Flemish politicians, it is said, had their eye on the former, but they conceived the cunning plan to let it look like they desperately wanted the Botanique, hoping the Francophones would overrule them and leave the Flemings the Ancienne Belgique.
And that’s exactly what happened. In 1979 the Ancienne Belgique (AB) reopened.
The 'new' AB
It had been a music hall with that name since 1931. It was the spot where, for instance, Jacques Brel made his debut. But by the end of the 1960s, the decline was unmissable.
The celebration of the Ancienne Belgique’s 40th birthday this year – with a series of concerts dubbed AB40 – is of course that of the “new” AB. During those four decades, it has become one of the key venues for rock and pop music – in the broadest sense of the word – in all of Europe.
The main hall holds 2,000 people, while the intimate Club space has room for just 280 melomaniacs. The rooms serve a different function, explains Dirk De Clippeleir, who became AB’s general director in 2011.
“A sold out concert in the main hall delivers a profit, whereas” – he waves in the direction of the De Munt – “a sold out opera performance is still not-profitable. The main hall is our economic motor. We get an annual subsidy of €2 million from Flanders, but that covers only 20% of our budget.”
While Flanders expects to see a fair amount of local artists on the stages of AB, there are no quotas. “More than 40% of our concerts are local artists anyway,” explains De Clippeleir. “We also offer a platform to artists whose lyrics are in Dutch. Where else in Brussels could Bart Peeters or Kommil Foo play?”
With the money generated by the main hall, the AB can invest in new projects, like the BRDCST festival or the shows in the Club, which flat out lose money. “We have about 120 clubs shows each year. It’s a place to support young and up-and-coming talent. It’s a matter of principle to pay the artists a decent fee and to keep the ticket prices low.”
When you talk to concert-goers in Brussels, they often complain that tickets have become a lot more expensive in the last decade. De Clippeleir: “Not at the AB. The average ticket price in the main hall is €25 or €26, whereas a decade ago it was €23. So that’s an increase of only 10%.”
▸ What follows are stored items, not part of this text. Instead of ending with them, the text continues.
//! Recovering entity lists from unstructured model responses.
//!
//! Generative models wrap their JSON in prose, reasoning blocks and the
//! occasional broken fragment. Parsing runs in two stages:
//! 1. [`fragment::find_entity_fragments`] locates every `{"entities": [...]}` block
//! 2. [`parse_fragment`] parses each block on its own, skipping the broken ones
//!
//! When no block yields anything, single lines holding a complete JSON
//! object are tried as a last resort. Parsing never fails; the
//! [`ParseOutcome`] tells "nothing found" apart from "found, but some of it
//! was unusable".

pub mod fragment;

use crate::entity::Entity;
use serde::{Deserialize, Serialize};
use serde_json::Value;
use std::collections::HashSet;
use tracing::debug;

/// Coarse result of parsing one response.
#[derive(Debug, Clone, Copy, PartialEq, Eq, Serialize, Deserialize)]
#[serde(rename_all = "snake_case")]
pub enum ParseStatus {
    Extracted,
    NoEntities,
    Degraded,
}

/// Outcome of parsing one response.
#[derive(Debug, Clone, PartialEq)]
pub enum ParseOutcome {
    /// At least one entity was recovered.
    Extracted(Vec<Entity>),
    /// The response held no entities (including the "no entities" sentinel).
    NoEntities,
    /// Some list elements could not be read as entities and were skipped.
    Degraded { entities: Vec<Entity>, reason: String },
}

impl ParseOutcome {
    pub fn status(&self) -> ParseStatus {
        match self {
            ParseOutcome::Extracted(_) => ParseStatus::Extracted,
            ParseOutcome::NoEntities => ParseStatus::NoEntities,
            ParseOutcome::Degraded { .. } => ParseStatus::Degraded,
        }
    }

    pub fn entities(&self) -> &[Entity] {
        match self {
            ParseOutcome::Extracted(entities) | ParseOutcome::Degraded { entities, .. } => entities,
            ParseOutcome::NoEntities => &[],
        }
    }

    pub fn into_entities(self) -> Vec<Entity> {
        match self {
            ParseOutcome::Extracted(entities) | ParseOutcome::Degraded { entities, .. } => entities,
            ParseOutcome::NoEntities => Vec::new(),
        }
    }
}

/// Parse a raw response into its deduplicated entity list.
pub fn parse_response(raw: &str) -> Vec<Entity> {
    parse(raw).into_entities()
}

/// Parse a raw response, keeping track of how the entities were found.
pub fn parse(raw: &str) -> ParseOutcome {
    let text = fragment::strip_reasoning(raw);

    let mut collected = Collected::default();
    for inner in fragment::find_entity_fragments(text) {
        match parse_fragment(inner) {
            Ok(values) => collected.extend(&values),
            Err(e) => debug!(error = %e, "skipping unparseable entities block"),
        }
    }

    if collected.elements == 0 {
        if let Some(values) = scan_lines(text) {
            // A whole-line document is taken as-is, without deduplication.
            let mut line_collected = Collected::default();
            line_collected.extend(&values);
            return line_collected.finish();
        }
    }

    collected.entities = dedup_entities(collected.entities);
    collected.finish()
}

/// Parse the inner text of one entities block as `{"entities": [<inner>]}`.
pub fn parse_fragment(inner: &str) -> serde_json::Result<Vec<Value>> {
    let document: Value = serde_json::from_str(&format!(r#"{{"entities": [{}]}}"#, inner))?;
    Ok(document
        .get("entities")
        .and_then(Value::as_array)
        .cloned()
        .unwrap_or_default())
}

/// Keep the first entity for each key, preserving order.
pub fn dedup_entities(entities: Vec<Entity>) -> Vec<Entity> {
    let mut seen = HashSet::new();
    entities
        .into_iter()
        .filter(|entity| seen.insert(entity.key()))
        .collect()
}

/// Find the first line that is a complete JSON object with an `entities` field.
fn scan_lines(text: &str) -> Option<Vec<Value>> {
    for line in text.trim().lines() {
        let line = line.trim();
        if !(line.starts_with('{') && line.ends_with('}')) {
            continue;
        }
        let Ok(document) = serde_json::from_str::<Value>(line) else {
            continue;
        };
        if let Some(entities) = document.get("entities") {
            return Some(entities.as_array().cloned().unwrap_or_default());
        }
    }
    None
}

#[derive(Default)]
struct Collected {
    /// Raw list elements seen, usable or not.
    elements: usize,
    entities: Vec<Entity>,
    rejected: usize,
}

impl Collected {
    fn extend(&mut self, values: &[Value]) {
        self.elements += values.len();
        for value in values {
            match Entity::from_value(value) {
                Some(entity) => self.entities.push(entity),
                None => {
                    debug!(element = %value, "skipping non-object entity element");
                    self.rejected += 1;
                }
            }
        }
    }

    fn finish(self) -> ParseOutcome {
        if self.rejected > 0 {
            ParseOutcome::Degraded {
                entities: self.entities,
                reason: format!("{} list element(s) were not entity objects", self.rejected),
            }
        } else if self.entities.is_empty() {
            ParseOutcome::NoEntities
        } else {
            ParseOutcome::Extracted(self.entities)
        }
    }
}
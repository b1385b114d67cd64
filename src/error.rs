//! Error types for the comparison tool.

use std::path::PathBuf;
use std::time::Duration;
use thiserror::Error;

/// Result type alias using our custom error.
pub type Result<T> = std::result::Result<T, NerCompareError>;

/// Errors that can occur while configuring or calling the model endpoints.
///
/// Endpoint failures never escape [`crate::dispatch::Dispatcher`]; they are
/// folded into a failed [`crate::dispatch::InferenceResult`] using the
/// `Display` text of these variants.
#[derive(Error, Debug)]
pub enum NerCompareError {
    /// Error reading or writing files.
    #[error("I/O error for path '{path}': {source}")]
    Io {
        path: PathBuf,
        #[source]
        source: std::io::Error,
    },

    /// Invalid configuration.
    #[error("Invalid configuration: {0}")]
    InvalidConfig(String),

    /// Configuration file error.
    #[error("Configuration error: {0}")]
    Config(String),

    /// The endpoint answered with a non-success status or an error document.
    #[error("LLM API error: {0}")]
    LlmApi(String),

    /// The endpoint answered, but not with a chat-completion document.
    #[error("Failed to parse LLM response: {0}")]
    LlmParse(String),

    /// The request did not complete within the configured timeout.
    #[error("Request timed out after {0:?}")]
    Timeout(Duration),

    /// HTTP request error.
    #[error("HTTP request failed: {0}")]
    Http(String),
}

impl NerCompareError {
    /// Create an I/O error with path context.
    pub fn io(path: impl Into<PathBuf>, source: std::io::Error) -> Self {
        Self::Io {
            path: path.into(),
            source,
        }
    }
}

impl From<reqwest::Error> for NerCompareError {
    fn from(err: reqwest::Error) -> Self {
        NerCompareError::Http(err.to_string())
    }
}

impl From<serde_json::Error> for NerCompareError {
    fn from(err: serde_json::Error) -> Self {
        NerCompareError::LlmParse(err.to_string())
    }
}
//! NER comparison CLI
//!
//! Runs the same text through the base model and the LoRA adapter and
//! shows what each one extracted.

use anyhow::{Context, Result};
use clap::{Parser, Subcommand};
use ner_compare::{
    batch::BatchRunner,
    compare::{EntityDiff, diff_entities, type_distribution},
    config::Config,
    dispatch::{Dispatcher, InferenceResult, ModelComparison},
    entity::{Entity, EntityType},
    metrics::score,
    parser,
};
use std::io::{self, BufRead, Read};
use std::path::PathBuf;
use tracing_subscriber::EnvFilter;

/// Keys listed per row of the entity diff.
const DIFF_EXAMPLES: usize = 5;

/// Compare NER output of a base model and its fine-tuned adapter
#[derive(Parser)]
#[command(name = "ner-compare")]
#[command(author, version, about, long_about = None)]
struct Cli {
    #[command(subcommand)]
    command: Commands,

    /// Verbose logging
    #[arg(short, long, global = true)]
    verbose: bool,
}

#[derive(Subcommand)]
enum Commands {
    /// Extract entities with both models and compare them
    Compare {
        /// Input texts; more than one runs a batch
        texts: Vec<String>,

        /// Also read one input text per line from stdin
        #[arg(long)]
        stdin: bool,

        /// Print results as JSON instead of formatted text
        #[arg(long)]
        json: bool,

        /// Save results to a JSON file
        #[arg(short, long)]
        output: Option<PathBuf>,
    },

    /// Parse a raw model response read from stdin
    Parse,

    /// Score predicted entities against ground truth (JSON entity lists)
    Score {
        /// Ground-truth entities, e.g. '[{"name":"坦克","type":"军事装备"}]'
        #[arg(long)]
        truth: String,

        /// Predicted entities
        #[arg(long)]
        predicted: String,
    },

    /// Test connection to both endpoints
    Test,
}

#[tokio::main]
async fn main() -> Result<()> {
    let cli = Cli::parse();

    let filter = EnvFilter::try_from_default_env().unwrap_or_else(|_| {
        if cli.verbose {
            EnvFilter::new("ner_compare=debug,info")
        } else {
            EnvFilter::new("ner_compare=warn")
        }
    });
    tracing_subscriber::fmt()
        .with_env_filter(filter)
        .with_writer(io::stderr)
        .init();

    match cli.command {
        Commands::Compare {
            texts,
            stdin,
            json,
            output,
        } => cmd_compare(texts, stdin, json, output).await,
        Commands::Parse => cmd_parse(),
        Commands::Score { truth, predicted } => cmd_score(&truth, &predicted),
        Commands::Test => cmd_test().await,
    }
}

fn load_dispatcher() -> Result<Dispatcher> {
    let config = Config::load().context("Failed to load configuration")?;
    config.validate().context("Invalid configuration")?;

    eprintln!("Base: {} @ {}", config.base.model, config.base.api_base);
    eprintln!("LoRA: {} @ {}", config.lora.model, config.lora.api_base);

    Dispatcher::from_config(&config).context("Failed to create LLM clients")
}

async fn cmd_compare(
    mut texts: Vec<String>,
    read_stdin: bool,
    json: bool,
    output: Option<PathBuf>,
) -> Result<()> {
    if read_stdin {
        for line in io::stdin().lock().lines() {
            let line = line.context("Failed to read stdin")?;
            if !line.trim().is_empty() {
                texts.push(line);
            }
        }
    }

    texts.retain(|t| !t.trim().is_empty());
    if texts.is_empty() {
        anyhow::bail!("No input text. Pass it as an argument or use --stdin.");
    }

    let dispatcher = load_dispatcher()?;

    let payload = if texts.len() == 1 {
        let result = dispatcher.compare(&texts[0]).await;
        if json {
            println!("{}", serde_json::to_string_pretty(&result)?);
        } else {
            print_single(&result);
        }
        serde_json::to_string_pretty(&result)?
    } else {
        eprintln!("Running batch of {} texts...", texts.len());
        let runner = BatchRunner::new(dispatcher);
        let results = runner.run(&texts).await;
        if json {
            println!("{}", serde_json::to_string_pretty(&results)?);
        } else {
            for case in &results.cases {
                println!(
                    "[{}] base {} | lora {} | {:+}  {}",
                    case.case_id,
                    entity_count(&case.base),
                    entity_count(&case.lora),
                    case.comparison.improvement,
                    case.text_preview
                );
            }
            results.print_summary();
        }
        serde_json::to_string_pretty(&results)?
    };

    if let Some(path) = output {
        std::fs::write(&path, payload)
            .with_context(|| format!("Failed to write results to {}", path.display()))?;
        eprintln!("Results saved to {}", path.display());
    }

    Ok(())
}

fn entity_count(result: &InferenceResult) -> String {
    if result.success {
        result.entities.len().to_string()
    } else {
        "failed".to_string()
    }
}

fn print_single(result: &ModelComparison) {
    print_model("Base Model", &result.base);
    print_model("LoRA Model", &result.lora);

    let cmp = &result.comparison;
    println!("=== Summary ===");
    println!("  Base entities:  {}", cmp.base_total);
    println!("  LoRA entities:  {}", cmp.lora_total);
    let status = match cmp.improvement {
        i if i > 0 => "improved",
        0 => "unchanged",
        _ => "fewer",
    };
    println!("  Improvement:    {:+} ({})", cmp.improvement, status);

    let time_diff = result.lora.inference_time - result.base.inference_time;
    let speed = if time_diff > 0.0 {
        "LoRA slower"
    } else if time_diff < 0.0 {
        "LoRA faster"
    } else {
        "same"
    };
    println!("  Time diff:      {:+.2}s ({})", time_diff, speed);

    println!("\n=== Entity types ===");
    let base_types = type_distribution(&result.base.entities);
    let lora_types = type_distribution(&result.lora.entities);
    println!("  {:<12} {:>6} {:>6}", "type", "base", "lora");
    for entity_type in EntityType::ALL {
        println!(
            "  {:<12} {:>6} {:>6}",
            entity_type.label(),
            base_types[&entity_type],
            lora_types[&entity_type]
        );
    }

    let diff = diff_entities(&result.base.entities, &result.lora.entities);
    print_diff(&diff);
}

fn print_model(title: &str, result: &InferenceResult) {
    println!(
        "=== {} ({}, {:.2}s) ===",
        title, result.model_name, result.inference_time
    );

    if let Some(error) = &result.error_message {
        println!("  Error: {}\n", error);
        return;
    }

    if result.entities.is_empty() {
        println!("  No entities extracted\n");
        return;
    }

    for entity in &result.entities {
        println!("  • {}", entity);
    }
    println!();
}

fn print_diff(diff: &EntityDiff) {
    println!("\n=== Entity diff ===");
    for (label, keys) in [
        ("Base only", &diff.base_only),
        ("LoRA only", &diff.lora_only),
        ("Common", &diff.common),
    ] {
        if keys.is_empty() {
            continue;
        }
        let examples: Vec<&str> = keys.iter().take(DIFF_EXAMPLES).map(String::as_str).collect();
        let more = if keys.len() > DIFF_EXAMPLES { ", ..." } else { "" };
        println!("  {:<10} {:>3}  {}{}", label, keys.len(), examples.join(", "), more);
    }
}

fn cmd_parse() -> Result<()> {
    let mut raw = String::new();
    io::stdin()
        .read_to_string(&mut raw)
        .context("Failed to read stdin")?;

    let outcome = parser::parse(&raw);
    eprintln!("Status: {:?}", outcome.status());
    if let parser::ParseOutcome::Degraded { reason, .. } = &outcome {
        eprintln!("Reason: {}", reason);
    }
    println!("{}", serde_json::to_string_pretty(outcome.entities())?);

    Ok(())
}

fn cmd_score(truth: &str, predicted: &str) -> Result<()> {
    let truth: Vec<Entity> =
        serde_json::from_str(truth).context("Failed to parse --truth as an entity list")?;
    let predicted: Vec<Entity> =
        serde_json::from_str(predicted).context("Failed to parse --predicted as an entity list")?;

    if truth.is_empty() {
        eprintln!("Ground truth is empty; all metrics are reported as zero.");
    }

    let s = score(Some(truth.as_slice()), &predicted);
    println!("Precision: {:.3}", s.precision);
    println!("Recall:    {:.3}", s.recall);
    println!("F1:        {:.3}", s.f1);
    println!(
        "TP: {}  FP: {}  FN: {}",
        s.true_positives, s.false_positives, s.false_negatives
    );

    Ok(())
}

async fn cmd_test() -> Result<()> {
    let dispatcher = load_dispatcher()?;

    let (base, lora) = tokio::join!(
        dispatcher.base_client().test_connection(),
        dispatcher.lora_client().test_connection()
    );

    let mut failed = false;
    for (label, result) in [("Base", base), ("LoRA", lora)] {
        match result {
            Ok(()) => println!("{}: connection successful", label),
            Err(e) => {
                println!("{}: connection failed: {}", label, e);
                failed = true;
            }
        }
    }

    if failed {
        anyhow::bail!("At least one endpoint is unreachable");
    }
    Ok(())
}
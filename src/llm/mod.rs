//! LLM integration module.
//!
//! Provides an OpenAI-compatible client for chat-completion calls and
//! the NER prompt both models receive.

mod client;
mod prompts;

pub use client::{LlmClient, LlmResponse, Message, Role};
pub use prompts::{NO_ENTITIES_SENTINEL, Prompts, STOP_SEQUENCES};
There are exceptions. Last year Beck played the AB, and, to break even, the ticket price had to be set at €55. “We has seriously discussions before scheduling this concert,” reveals De Clippeleir. “Beck is an artist who generally plays huge concert halls. Seeing him in the AB is a gift to his fans. They are willing to pay €55, so who are we to prevent them doing so.”
The more expensive ticket prices are usually attached to more classic artists who attract an older audience. “Hip hop concerts are always rather inexpensive, like €18. For young people that’s already perceived as a lot.”
I want it all, and I want it free
He also doesn’t agree with the notion that millennials are more willing to part with money for concerts than for music. “For them, music is like water. One twist of the tap, and it streams freely, for very little money. That’s why €18 for a concert feels expensive to them.”
It’s a constant preoccupation among the AB crew: How can they continue to reach out to young music fans? “They don’t mind spending a lot of money on festivals like Tomorrowland or Pukkelpop, but then they are buying more than music: a weekend out with friends. They perceive music differently than the previous generations.”
“Experience” is a buzzword, but that’s not so easy to sell in a rock and pop hall. “We do our best with small interventions,” says De Clippeleir. “But maybe we’ve become a somewhat old-fashioned format: You pay to attend a concert during for 90 minutes, and you’re not able to do anything else.”
That sounds like an ominous message. “I wouldn’t go that far,” he says, “because our attendance figures are still excellent.”
Last year AB sold 314,621 ticket to nearly 500 events. It was a record number in its venerable history. Last month the institution announced a renovation, complete with a new restaurant and rooftop terrace.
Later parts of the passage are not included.